Please don't stress yourself. You are doing a really fine job. You caponized 5 cockerels and didn't kill any. I don't have that record.
The first day my father forced me to learn (tbh he didn't force me, I was just pressured into it, a subtle differences), I had 10 cockerels. 6 were slips and three died. We ate the dead one for the dinner.

I have never had a cockerel die because of stress, they only died because I snipped the artery. I really can't say how much time it takes to fish the testicles from the body cavity, because under those circumstances I really lose the sense of time, but my father told me never to leave it inside. In case it dies, we can atleast eat it right away.

Frankly in most places chickens are just chickens, a cheap and spendable livestock. I understand however that in the States backyard chicken people are different and I respect them.
 
Great pics, OP! I am getting some roos from a hatch of a dozen of American Bresse and I can only keep one intact. So I plan to pull the feathers off, mark the incision spot, put the bird into the CO2 chamber made with two boxes linked by tubing an release the vinegar and baking soda to produce CO2. Once the bird is drowsy, remove from the chamber, disinfect the area, sterile dress, lay out my surgical instruments, check incision site, cut into the bird, use the wound stretcher to hold open the incision into muscle, locate the testes...if I've kept the birds off feed for 3 days, should be easier to locate with bright headlamp, then i plan to inject the testicle with a 20% saline solution instead of surgically removing them because it has been used in Veterinary medicine to cause testes to become necrotic and stop producing sperm with fewer sequelae/complications that cutting out tissue. Then I intend to put butterfly "suture" bandages to close the wound, disinfect one last time with Chlorehexidine and keep the bird in a quiet spot for at least a week. Will report back on my progress.
. Anesthesia is rough for chickens. Chickens have a series of interconnected air sacks, so the process of respiration for chickens is much different from mammals. At the start of this post, I put a link to a short (2 min) video of a man caponizing cockerels. Watch what he does. You don’t see the prep, but his birds were fasted before he began work. Proper fasting before caponizing and then correct positioning and stretching of the bird, one quick incision in the correct place (the intercostal space between the last two ribs), and complete removal of the testicles by cutting the vas deference attached to each testicle is the best way to create capons. If you want further information, please contact me through my website. My contact page is working but my retail pages aren’t finished. MousePotatoFarm.com. I’ve been caponizing birds for about ten years, and I don’t think reinventing the procedure is good for you or your birds. Reduce stress and trauma for the bird by practicing on cadavers first. Learn the anatomy before you start to work on live birds. Study the procedures practiced in China. They have schools, much like our tech schools, where people pay to attend and learn how to caponize as a career.
 
Thanks for the encouragement. I am far from giving up. I did loose one of the Barred Rock 6.5 week olds overnight, but I will continue until I am proficient. This fits me well, as most all my interests revolve around nearly lost skills and trying to recapture them. I received a PM suggesting I not give up on Black Australorps as he said he has a friend that caponizes 100's of them a year for an Asian market. 40% of my young cockerels are Black Australorp so I will keep on trying with them.
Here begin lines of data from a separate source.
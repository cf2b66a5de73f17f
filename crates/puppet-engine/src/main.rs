//! Puppet Engine binary.
//!
//! Wires the agent registry, content generator, platform, driver loop and
//! observer API together and runs until `Ctrl-C`.
//!
//! # Startup Sequence
//!
//! 1. Load configuration from `puppet-config.yaml` (or `PUPPET_CONFIG`)
//! 2. Initialize structured logging (tracing)
//! 3. Load agent definitions from the agents directory
//! 4. Build the LLM content generator from the environment
//! 5. Create the engine over a dry-run platform and schedule every agent
//! 6. Start the observer API server
//! 7. Run the driver loop until `Ctrl-C`, then stop cleanly

mod error;

use std::path::PathBuf;
use std::sync::Arc;

use chrono::Utc;
use tracing::{error, info, warn};
use tracing_subscriber::EnvFilter;

use puppet_agents::load_agent_dir;
use puppet_core::config::{LogFormat, LoggingConfig};
use puppet_core::{
    AgentRegistry, ContentGenerator, Engine, EngineConfig, InMemoryPlatform, Platform,
    RunControl, StubContentGenerator, run_engine,
};
use puppet_observer::{AppState, ServerConfig};
use puppet_runner::{LlmContentGenerator, RunnerConfig};

use crate::error::EngineError;

/// Config file read when `PUPPET_CONFIG` is unset.
const DEFAULT_CONFIG_PATH: &str = "puppet-config.yaml";

/// Application entry point.
///
/// # Errors
///
/// Returns an error if configuration, agent loading or the observer
/// server fails.
#[tokio::main]
async fn main() -> Result<(), Box<dyn std::error::Error>> {
    // 1. Load configuration.
    let config_path = std::env::var("PUPPET_CONFIG")
        .map_or_else(|_| PathBuf::from(DEFAULT_CONFIG_PATH), PathBuf::from);
    let mut config =
        EngineConfig::from_file_or_default(&config_path).map_err(EngineError::from)?;
    config.apply_env_overrides();

    // 2. Initialize structured logging.
    init_logging(&config.logging)?;
    info!(
        config_path = %config_path.display(),
        tick_interval_secs = config.engine.tick_interval_secs,
        mention_poll_interval_secs = config.engine.mention_poll_interval_secs,
        agents_dir = %config.agents.config_dir.display(),
        "puppet-engine starting"
    );

    // 3. Load agents. Bad files are skipped.
    let report = load_agent_dir(&config.agents.config_dir, config.memory)
        .map_err(EngineError::from)?;
    for (path, failure) in &report.failures {
        warn!(path = %path.display(), error = %failure, "Skipping agent definition");
    }
    info!(
        loaded = report.agents.len(),
        skipped = report.failures.len(),
        "Agents loaded"
    );

    // 4. Content generator.
    let generator = build_generator()?;

    // 5. Engine over the dry-run platform.
    let platform: Arc<dyn Platform> = Arc::new(InMemoryPlatform::new());
    let engine = Arc::new(Engine::from_config(
        Arc::new(AgentRegistry::from_agents(report.agents)),
        generator,
        platform,
        &config,
    ));
    let scheduled = engine.schedule_all(Utc::now()).await;
    info!(scheduled, "Initial posts scheduled");

    // 6. Observer API.
    let control = Arc::new(RunControl::new());
    let observer = if config.observer.enabled {
        let server_config = ServerConfig {
            host: config.observer.host.clone(),
            port: config.observer.port,
        };
        let state = Arc::new(AppState::with_control(
            Arc::clone(&engine),
            Arc::clone(&control),
        ));
        let shutdown = {
            let control = Arc::clone(&control);
            async move { control.stopped().await }
        };
        Some(tokio::spawn(async move {
            puppet_observer::start_server(&server_config, state, shutdown).await
        }))
    } else {
        None
    };

    // 7. Run until Ctrl-C.
    {
        let control = Arc::clone(&control);
        tokio::spawn(async move {
            match tokio::signal::ctrl_c().await {
                Ok(()) => info!("Ctrl-C received, stopping"),
                Err(e) => error!(error = %e, "Failed to listen for Ctrl-C, stopping"),
            }
            control.request_stop();
        });
    }

    let summary = run_engine(Arc::clone(&engine), &config.engine, Arc::clone(&control)).await;

    if let Some(handle) = observer {
        match handle.await {
            Ok(Ok(())) => {}
            Ok(Err(e)) => {
                return Err(EngineError::Observer {
                    message: e.to_string(),
                }
                .into());
            }
            Err(e) => {
                return Err(EngineError::Observer {
                    message: format!("observer task failed: {e}"),
                }
                .into());
            }
        }
    }

    let status = engine.get_status().await;
    info!(
        ticks = summary.ticks,
        posts_spawned = summary.posts_spawned,
        polls = summary.polls,
        posts_published = status.posts_published,
        reactions_executed = status.reactions_executed,
        collaborator_failures = status.collaborator_failures,
        "puppet-engine shutdown complete"
    );

    Ok(())
}

/// Install the tracing subscriber. `RUST_LOG` wins over the configured level.
fn init_logging(logging: &LoggingConfig) -> Result<(), EngineError> {
    let filter =
        EnvFilter::try_from_default_env().unwrap_or_else(|_| EnvFilter::new(&logging.level));
    let builder = tracing_subscriber::fmt()
        .with_env_filter(filter)
        .with_target(true);
    let installed = match logging.format {
        LogFormat::Pretty => builder.try_init(),
        LogFormat::Json => builder.json().try_init(),
    };
    installed.map_err(|e| EngineError::Logging {
        message: e.to_string(),
    })
}

/// Build the LLM generator, or fall back to canned content when no backend
/// is configured.
fn build_generator() -> Result<Arc<dyn ContentGenerator>, EngineError> {
    match RunnerConfig::from_env() {
        Ok(runner_config) => {
            let generator = LlmContentGenerator::new(&runner_config)?;
            info!(
                backend = ?runner_config.primary_backend.backend_type,
                model = %runner_config.primary_backend.model,
                fallback = runner_config.fallback_backend.is_some(),
                timeout_ms = runner_config.request_timeout.as_millis(),
                "LLM content generator ready"
            );
            Ok(Arc::new(generator))
        }
        Err(e) => {
            warn!(error = %e, "LLM backend not configured, using canned content");
            Ok(Arc::new(StubContentGenerator::new()))
        }
    }
}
This is almost a lost skill, relegated to history by our sterile society which is content to consume cardboard tasting manufactured food in the interest of being politically correct and "civilized", only so they can keep their own hands clean of the matter. Eating industrially produced Cornish X chicken purchased in a store only makes them "feel" better, but they truly are part and parcel of the cruelty that is inherent to that industry. Off my soapbox now.